Material for this exercise:
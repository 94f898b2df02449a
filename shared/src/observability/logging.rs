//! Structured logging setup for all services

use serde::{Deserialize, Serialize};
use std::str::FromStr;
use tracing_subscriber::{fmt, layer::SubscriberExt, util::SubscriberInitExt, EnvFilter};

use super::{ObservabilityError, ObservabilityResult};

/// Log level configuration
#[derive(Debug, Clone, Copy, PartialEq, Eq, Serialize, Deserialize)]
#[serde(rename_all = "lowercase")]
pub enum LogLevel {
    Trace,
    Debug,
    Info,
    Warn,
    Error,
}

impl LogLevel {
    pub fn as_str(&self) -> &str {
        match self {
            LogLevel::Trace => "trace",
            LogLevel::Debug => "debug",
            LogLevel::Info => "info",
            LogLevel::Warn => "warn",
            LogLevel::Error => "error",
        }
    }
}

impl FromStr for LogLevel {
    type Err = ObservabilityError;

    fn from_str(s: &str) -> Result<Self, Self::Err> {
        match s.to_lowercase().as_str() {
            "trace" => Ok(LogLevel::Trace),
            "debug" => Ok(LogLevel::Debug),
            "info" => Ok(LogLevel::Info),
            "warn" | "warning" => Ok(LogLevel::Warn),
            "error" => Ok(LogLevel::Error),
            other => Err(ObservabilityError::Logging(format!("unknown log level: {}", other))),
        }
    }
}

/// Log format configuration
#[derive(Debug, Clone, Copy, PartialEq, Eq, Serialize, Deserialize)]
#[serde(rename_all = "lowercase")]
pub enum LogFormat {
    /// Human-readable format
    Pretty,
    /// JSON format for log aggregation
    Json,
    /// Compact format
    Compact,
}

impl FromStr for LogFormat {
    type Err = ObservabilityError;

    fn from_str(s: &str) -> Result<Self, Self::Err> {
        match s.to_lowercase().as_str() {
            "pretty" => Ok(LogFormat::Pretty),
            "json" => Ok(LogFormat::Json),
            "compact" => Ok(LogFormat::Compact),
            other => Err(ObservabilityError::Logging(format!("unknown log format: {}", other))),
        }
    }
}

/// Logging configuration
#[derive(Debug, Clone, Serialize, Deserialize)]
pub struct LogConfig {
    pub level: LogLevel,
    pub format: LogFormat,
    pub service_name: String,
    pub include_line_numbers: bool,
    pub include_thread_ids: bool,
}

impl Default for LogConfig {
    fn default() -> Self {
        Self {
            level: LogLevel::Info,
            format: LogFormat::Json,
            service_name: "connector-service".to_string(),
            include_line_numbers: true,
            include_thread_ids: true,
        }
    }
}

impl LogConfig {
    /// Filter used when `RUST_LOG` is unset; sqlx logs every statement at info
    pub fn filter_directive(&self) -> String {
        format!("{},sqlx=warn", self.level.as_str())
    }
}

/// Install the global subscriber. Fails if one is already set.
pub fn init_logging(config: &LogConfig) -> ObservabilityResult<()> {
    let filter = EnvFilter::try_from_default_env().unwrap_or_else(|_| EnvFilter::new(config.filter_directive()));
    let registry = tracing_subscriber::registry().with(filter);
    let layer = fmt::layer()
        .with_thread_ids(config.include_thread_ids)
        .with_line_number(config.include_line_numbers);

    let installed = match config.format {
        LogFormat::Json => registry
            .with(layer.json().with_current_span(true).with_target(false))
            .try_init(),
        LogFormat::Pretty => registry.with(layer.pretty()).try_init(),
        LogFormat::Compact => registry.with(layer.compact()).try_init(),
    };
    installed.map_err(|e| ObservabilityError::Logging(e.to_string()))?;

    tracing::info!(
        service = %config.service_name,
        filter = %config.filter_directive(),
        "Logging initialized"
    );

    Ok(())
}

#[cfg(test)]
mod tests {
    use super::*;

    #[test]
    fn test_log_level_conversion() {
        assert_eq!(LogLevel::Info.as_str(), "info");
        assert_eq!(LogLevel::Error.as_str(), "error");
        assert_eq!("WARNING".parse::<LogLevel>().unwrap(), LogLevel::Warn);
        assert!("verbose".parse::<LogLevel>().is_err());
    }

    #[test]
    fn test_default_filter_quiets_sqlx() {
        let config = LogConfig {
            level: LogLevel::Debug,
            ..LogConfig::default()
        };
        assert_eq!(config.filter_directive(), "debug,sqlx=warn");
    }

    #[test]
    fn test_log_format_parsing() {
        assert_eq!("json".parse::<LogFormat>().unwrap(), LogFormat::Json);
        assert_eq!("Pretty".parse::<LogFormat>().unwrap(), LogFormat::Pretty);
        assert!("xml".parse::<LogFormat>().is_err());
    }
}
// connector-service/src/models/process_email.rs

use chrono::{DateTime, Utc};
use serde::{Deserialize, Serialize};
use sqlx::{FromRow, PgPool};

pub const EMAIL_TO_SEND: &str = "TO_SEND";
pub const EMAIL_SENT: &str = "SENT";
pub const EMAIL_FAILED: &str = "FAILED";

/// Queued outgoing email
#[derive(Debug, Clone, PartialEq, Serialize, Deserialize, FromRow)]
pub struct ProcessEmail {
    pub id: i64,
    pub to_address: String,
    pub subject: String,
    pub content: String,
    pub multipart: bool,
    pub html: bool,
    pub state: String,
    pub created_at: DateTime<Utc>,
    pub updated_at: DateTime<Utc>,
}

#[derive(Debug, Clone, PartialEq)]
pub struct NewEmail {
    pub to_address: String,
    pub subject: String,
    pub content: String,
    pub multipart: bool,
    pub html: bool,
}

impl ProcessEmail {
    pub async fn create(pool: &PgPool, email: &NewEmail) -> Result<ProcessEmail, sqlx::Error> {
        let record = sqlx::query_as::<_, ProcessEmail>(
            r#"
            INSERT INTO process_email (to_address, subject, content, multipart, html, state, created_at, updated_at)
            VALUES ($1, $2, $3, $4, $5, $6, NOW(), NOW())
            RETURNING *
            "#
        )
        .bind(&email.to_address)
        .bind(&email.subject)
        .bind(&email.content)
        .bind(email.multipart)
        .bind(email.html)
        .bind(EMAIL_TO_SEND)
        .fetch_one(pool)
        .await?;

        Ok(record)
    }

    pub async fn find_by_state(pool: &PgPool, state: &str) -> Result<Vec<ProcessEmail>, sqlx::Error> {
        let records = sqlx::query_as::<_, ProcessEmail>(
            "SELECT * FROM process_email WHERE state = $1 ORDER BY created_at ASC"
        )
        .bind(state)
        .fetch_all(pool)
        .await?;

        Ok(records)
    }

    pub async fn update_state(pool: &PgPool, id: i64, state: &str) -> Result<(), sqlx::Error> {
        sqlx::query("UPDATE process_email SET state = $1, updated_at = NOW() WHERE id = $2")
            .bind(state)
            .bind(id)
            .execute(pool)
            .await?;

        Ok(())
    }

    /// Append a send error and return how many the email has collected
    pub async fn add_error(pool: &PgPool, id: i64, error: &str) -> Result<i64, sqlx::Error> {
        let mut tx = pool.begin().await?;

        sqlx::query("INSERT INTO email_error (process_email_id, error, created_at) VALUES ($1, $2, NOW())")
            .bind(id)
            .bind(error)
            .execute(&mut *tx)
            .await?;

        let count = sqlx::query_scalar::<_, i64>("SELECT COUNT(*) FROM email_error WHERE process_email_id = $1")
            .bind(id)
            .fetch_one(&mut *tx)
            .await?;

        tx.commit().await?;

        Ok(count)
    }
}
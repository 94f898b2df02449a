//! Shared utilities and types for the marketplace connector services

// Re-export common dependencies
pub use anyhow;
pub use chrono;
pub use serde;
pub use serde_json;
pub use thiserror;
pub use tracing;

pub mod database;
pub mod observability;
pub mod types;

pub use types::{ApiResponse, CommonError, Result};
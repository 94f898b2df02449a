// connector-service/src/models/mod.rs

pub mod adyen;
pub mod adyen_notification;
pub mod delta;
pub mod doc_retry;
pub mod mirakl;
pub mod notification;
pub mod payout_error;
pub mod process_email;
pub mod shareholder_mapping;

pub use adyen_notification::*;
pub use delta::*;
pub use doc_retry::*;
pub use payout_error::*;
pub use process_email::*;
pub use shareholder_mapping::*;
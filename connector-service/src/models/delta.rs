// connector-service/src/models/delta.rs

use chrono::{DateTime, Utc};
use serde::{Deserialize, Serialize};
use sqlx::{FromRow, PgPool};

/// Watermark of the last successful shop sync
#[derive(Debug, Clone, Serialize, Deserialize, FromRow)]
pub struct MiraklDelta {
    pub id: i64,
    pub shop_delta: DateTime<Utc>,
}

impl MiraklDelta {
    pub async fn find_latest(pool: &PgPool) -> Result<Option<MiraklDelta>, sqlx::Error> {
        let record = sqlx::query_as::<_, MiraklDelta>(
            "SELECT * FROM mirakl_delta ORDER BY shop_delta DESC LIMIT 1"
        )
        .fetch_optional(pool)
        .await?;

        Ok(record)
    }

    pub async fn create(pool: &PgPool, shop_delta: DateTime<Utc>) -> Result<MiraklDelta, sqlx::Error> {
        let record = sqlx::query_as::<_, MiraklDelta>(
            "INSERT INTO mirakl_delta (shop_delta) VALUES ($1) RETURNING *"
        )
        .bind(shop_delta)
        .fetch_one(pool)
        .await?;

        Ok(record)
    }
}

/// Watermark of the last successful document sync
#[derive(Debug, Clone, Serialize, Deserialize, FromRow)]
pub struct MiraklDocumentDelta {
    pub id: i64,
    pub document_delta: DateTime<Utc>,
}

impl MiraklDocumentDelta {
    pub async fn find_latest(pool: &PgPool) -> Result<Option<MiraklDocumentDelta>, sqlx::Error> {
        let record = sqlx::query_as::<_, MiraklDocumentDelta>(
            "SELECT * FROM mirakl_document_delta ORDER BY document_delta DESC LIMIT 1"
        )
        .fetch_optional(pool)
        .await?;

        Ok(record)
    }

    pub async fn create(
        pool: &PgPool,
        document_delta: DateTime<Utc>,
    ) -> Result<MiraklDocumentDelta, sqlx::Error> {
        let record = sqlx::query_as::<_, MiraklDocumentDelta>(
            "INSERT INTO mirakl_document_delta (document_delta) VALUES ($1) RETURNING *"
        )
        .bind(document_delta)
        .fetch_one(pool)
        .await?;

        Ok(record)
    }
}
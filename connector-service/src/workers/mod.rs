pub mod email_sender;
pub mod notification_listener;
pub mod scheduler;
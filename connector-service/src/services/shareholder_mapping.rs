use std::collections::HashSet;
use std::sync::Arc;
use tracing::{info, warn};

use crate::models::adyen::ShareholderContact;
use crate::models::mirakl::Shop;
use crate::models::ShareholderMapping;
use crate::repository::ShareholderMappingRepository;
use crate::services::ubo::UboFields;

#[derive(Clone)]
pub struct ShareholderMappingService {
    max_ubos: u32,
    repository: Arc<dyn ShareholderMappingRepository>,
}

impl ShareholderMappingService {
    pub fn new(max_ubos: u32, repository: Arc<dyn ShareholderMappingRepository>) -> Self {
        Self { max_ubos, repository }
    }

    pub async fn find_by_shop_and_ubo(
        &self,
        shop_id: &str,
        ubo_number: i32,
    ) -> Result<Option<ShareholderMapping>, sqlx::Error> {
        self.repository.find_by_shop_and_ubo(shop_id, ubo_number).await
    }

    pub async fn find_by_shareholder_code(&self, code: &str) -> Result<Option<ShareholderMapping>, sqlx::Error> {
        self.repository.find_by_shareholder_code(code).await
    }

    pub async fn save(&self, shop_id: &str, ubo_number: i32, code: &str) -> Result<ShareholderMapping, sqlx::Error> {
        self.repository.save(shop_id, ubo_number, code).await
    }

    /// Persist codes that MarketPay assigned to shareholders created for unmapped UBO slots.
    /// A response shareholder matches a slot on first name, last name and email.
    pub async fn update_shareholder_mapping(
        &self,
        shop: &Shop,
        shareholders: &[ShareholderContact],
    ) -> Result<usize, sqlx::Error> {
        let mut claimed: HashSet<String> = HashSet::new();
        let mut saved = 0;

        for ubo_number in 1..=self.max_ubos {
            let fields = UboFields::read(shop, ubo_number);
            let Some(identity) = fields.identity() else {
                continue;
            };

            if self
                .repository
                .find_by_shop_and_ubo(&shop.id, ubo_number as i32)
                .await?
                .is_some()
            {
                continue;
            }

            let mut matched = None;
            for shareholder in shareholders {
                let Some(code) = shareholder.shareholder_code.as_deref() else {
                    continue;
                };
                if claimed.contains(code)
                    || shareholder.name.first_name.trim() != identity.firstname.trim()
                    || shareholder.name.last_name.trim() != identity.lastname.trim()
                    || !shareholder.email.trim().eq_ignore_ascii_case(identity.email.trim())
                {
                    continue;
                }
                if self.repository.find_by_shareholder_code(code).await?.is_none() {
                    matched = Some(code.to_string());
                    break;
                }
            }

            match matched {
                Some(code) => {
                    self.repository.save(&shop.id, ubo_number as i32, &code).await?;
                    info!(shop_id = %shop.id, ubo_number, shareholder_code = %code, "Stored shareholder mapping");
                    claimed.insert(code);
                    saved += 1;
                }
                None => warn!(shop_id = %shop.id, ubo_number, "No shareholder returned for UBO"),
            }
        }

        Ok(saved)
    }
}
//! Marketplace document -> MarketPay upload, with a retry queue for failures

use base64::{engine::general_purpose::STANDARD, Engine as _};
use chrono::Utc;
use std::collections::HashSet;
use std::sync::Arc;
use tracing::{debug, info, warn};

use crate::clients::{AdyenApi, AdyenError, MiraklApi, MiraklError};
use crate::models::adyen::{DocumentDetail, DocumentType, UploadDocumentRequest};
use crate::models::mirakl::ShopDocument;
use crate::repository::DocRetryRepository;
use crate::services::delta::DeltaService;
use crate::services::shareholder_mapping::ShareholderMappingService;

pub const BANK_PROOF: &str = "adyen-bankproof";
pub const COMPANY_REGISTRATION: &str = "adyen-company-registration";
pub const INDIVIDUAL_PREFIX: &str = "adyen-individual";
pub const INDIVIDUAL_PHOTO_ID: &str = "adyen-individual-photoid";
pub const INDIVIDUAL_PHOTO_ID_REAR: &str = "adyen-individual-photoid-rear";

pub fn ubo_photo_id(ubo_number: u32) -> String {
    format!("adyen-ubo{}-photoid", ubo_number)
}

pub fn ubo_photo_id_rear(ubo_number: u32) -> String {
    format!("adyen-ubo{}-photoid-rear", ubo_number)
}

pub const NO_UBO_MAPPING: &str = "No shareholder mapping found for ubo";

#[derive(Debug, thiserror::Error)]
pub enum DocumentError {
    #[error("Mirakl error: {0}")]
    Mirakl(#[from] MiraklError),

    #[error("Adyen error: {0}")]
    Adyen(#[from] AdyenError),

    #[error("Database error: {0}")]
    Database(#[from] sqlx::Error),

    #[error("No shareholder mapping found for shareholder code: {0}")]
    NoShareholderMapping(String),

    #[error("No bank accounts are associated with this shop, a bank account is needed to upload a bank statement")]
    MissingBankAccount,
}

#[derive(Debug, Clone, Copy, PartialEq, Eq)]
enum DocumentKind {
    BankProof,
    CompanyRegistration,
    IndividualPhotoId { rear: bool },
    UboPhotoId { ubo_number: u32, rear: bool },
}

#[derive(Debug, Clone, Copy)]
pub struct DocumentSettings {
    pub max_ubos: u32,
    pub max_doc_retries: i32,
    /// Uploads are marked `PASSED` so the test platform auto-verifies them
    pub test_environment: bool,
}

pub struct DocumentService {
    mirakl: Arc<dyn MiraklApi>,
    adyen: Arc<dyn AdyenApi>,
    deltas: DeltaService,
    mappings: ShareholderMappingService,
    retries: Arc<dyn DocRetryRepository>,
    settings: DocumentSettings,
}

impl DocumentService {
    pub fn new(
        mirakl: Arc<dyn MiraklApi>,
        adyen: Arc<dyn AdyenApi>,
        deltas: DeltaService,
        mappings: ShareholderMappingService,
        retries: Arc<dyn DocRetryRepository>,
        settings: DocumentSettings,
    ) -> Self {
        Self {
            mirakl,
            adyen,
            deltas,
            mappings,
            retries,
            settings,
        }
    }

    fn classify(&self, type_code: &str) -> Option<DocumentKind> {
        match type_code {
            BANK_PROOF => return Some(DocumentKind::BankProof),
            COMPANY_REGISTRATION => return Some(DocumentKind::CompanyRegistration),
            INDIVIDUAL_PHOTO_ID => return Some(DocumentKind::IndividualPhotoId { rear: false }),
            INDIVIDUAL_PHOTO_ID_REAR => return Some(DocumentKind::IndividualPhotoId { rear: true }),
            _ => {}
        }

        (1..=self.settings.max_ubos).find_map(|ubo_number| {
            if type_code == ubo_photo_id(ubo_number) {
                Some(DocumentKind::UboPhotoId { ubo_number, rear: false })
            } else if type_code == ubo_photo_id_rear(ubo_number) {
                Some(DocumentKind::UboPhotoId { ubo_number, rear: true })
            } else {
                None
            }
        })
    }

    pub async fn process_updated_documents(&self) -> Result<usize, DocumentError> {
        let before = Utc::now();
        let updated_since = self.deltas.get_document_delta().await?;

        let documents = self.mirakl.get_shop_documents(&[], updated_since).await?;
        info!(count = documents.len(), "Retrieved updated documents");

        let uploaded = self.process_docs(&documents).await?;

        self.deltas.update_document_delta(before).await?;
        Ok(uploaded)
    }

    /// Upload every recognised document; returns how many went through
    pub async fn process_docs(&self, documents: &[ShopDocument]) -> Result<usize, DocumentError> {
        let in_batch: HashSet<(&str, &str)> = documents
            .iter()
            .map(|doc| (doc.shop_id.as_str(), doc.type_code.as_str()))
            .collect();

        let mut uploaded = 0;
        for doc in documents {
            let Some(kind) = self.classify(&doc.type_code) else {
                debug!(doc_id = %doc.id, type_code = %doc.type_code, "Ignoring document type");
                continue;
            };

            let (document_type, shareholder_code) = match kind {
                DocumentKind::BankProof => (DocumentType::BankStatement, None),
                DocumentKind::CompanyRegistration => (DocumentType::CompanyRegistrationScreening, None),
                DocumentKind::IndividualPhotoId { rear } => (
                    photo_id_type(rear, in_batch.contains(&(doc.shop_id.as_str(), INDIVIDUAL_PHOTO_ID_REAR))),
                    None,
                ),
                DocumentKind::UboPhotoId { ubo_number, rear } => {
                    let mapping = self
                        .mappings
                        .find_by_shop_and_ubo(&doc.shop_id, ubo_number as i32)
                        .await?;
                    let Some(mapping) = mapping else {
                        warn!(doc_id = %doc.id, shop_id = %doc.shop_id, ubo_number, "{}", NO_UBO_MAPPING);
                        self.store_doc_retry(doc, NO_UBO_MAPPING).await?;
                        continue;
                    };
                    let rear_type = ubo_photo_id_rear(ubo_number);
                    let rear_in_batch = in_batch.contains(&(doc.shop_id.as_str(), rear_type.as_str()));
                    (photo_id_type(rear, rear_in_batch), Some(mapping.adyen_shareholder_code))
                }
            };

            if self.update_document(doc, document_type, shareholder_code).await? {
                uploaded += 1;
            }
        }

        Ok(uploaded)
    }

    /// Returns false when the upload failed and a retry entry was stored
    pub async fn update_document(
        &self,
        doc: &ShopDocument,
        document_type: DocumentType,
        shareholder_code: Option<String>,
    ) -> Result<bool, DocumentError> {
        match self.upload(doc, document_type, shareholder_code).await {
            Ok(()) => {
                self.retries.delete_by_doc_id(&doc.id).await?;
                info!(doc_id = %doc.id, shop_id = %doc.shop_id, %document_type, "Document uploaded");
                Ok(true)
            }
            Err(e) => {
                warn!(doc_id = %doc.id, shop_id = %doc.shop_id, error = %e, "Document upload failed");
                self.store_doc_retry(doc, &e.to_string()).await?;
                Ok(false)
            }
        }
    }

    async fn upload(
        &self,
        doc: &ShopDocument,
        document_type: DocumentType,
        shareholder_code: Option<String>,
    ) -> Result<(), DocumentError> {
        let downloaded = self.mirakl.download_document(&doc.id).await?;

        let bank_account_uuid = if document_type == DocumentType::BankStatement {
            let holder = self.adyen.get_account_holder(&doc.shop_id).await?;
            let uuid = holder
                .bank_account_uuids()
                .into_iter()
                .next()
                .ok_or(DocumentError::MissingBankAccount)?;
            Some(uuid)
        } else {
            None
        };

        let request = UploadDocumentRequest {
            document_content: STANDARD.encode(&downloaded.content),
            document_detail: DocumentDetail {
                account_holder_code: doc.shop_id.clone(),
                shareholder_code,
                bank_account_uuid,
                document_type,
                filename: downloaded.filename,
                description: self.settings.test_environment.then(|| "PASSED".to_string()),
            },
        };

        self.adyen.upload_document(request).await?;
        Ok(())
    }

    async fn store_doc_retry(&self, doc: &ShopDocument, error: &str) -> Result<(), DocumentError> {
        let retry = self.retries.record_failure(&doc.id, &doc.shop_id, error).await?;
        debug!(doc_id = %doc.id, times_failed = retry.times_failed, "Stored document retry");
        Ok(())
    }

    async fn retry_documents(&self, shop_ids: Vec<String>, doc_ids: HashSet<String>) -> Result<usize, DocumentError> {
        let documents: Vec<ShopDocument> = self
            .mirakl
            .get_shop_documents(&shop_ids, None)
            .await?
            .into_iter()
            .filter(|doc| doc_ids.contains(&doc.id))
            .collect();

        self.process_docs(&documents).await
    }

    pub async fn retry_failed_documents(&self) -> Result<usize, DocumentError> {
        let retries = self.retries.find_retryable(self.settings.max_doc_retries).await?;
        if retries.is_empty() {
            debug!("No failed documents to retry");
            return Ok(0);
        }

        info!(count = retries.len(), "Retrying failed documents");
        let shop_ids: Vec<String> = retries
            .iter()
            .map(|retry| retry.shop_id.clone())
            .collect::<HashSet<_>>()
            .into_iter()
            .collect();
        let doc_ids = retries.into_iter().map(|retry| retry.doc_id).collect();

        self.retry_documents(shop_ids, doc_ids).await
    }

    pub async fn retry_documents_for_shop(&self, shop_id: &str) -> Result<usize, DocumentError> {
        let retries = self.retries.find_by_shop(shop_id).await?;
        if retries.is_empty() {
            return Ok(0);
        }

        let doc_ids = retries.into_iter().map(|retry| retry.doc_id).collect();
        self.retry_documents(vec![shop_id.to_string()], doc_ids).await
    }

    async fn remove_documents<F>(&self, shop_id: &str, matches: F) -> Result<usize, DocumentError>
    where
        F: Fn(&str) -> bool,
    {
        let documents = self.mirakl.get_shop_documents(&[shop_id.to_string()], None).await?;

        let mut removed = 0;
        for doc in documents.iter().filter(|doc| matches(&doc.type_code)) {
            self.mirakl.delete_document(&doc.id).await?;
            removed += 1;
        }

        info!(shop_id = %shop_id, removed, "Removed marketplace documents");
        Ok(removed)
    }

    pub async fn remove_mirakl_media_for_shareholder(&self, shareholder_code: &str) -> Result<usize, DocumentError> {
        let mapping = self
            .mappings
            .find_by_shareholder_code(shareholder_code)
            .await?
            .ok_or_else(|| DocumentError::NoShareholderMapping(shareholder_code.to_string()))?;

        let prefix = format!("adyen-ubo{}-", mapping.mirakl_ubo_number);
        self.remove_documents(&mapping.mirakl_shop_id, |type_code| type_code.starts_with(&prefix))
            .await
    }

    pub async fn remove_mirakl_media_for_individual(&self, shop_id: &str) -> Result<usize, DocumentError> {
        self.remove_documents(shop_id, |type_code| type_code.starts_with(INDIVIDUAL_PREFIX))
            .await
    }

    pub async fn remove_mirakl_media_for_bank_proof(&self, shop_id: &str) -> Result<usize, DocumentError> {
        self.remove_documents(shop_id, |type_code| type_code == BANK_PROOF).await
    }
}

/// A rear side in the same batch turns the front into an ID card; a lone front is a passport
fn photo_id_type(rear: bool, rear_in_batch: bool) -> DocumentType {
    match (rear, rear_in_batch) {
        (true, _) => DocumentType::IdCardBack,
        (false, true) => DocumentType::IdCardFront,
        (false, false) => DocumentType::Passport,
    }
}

Work required:
What you return must be an exact retyping of the lines above starting at the line with "Ok(removed)" and ending at the line with "match (rear, rear_in_batch)", and nothing besides.

Result of this task:
        Ok(removed)
    }

    pub async fn remove_mirakl_media_for_shareholder(&self, shareholder_code: &str) -> Result<usize, DocumentError> {
        let mapping = self
            .mappings
            .find_by_shareholder_code(shareholder_code)
            .await?
            .ok_or_else(|| DocumentError::NoShareholderMapping(shareholder_code.to_string()))?;

        let prefix = format!("adyen-ubo{}-", mapping.mirakl_ubo_number);
        self.remove_documents(&mapping.mirakl_shop_id, |type_code| type_code.starts_with(&prefix))
            .await
    }

    pub async fn remove_mirakl_media_for_individual(&self, shop_id: &str) -> Result<usize, DocumentError> {
        self.remove_documents(shop_id, |type_code| type_code.starts_with(INDIVIDUAL_PREFIX))
            .await
    }

    pub async fn remove_mirakl_media_for_bank_proof(&self, shop_id: &str) -> Result<usize, DocumentError> {
        self.remove_documents(shop_id, |type_code| type_code == BANK_PROOF).await
    }
}

/// A rear side in the same batch turns the front into an ID card; a lone front is a passport
fn photo_id_type(rear: bool, rear_in_batch: bool) -> DocumentType {
    match (rear, rear_in_batch) {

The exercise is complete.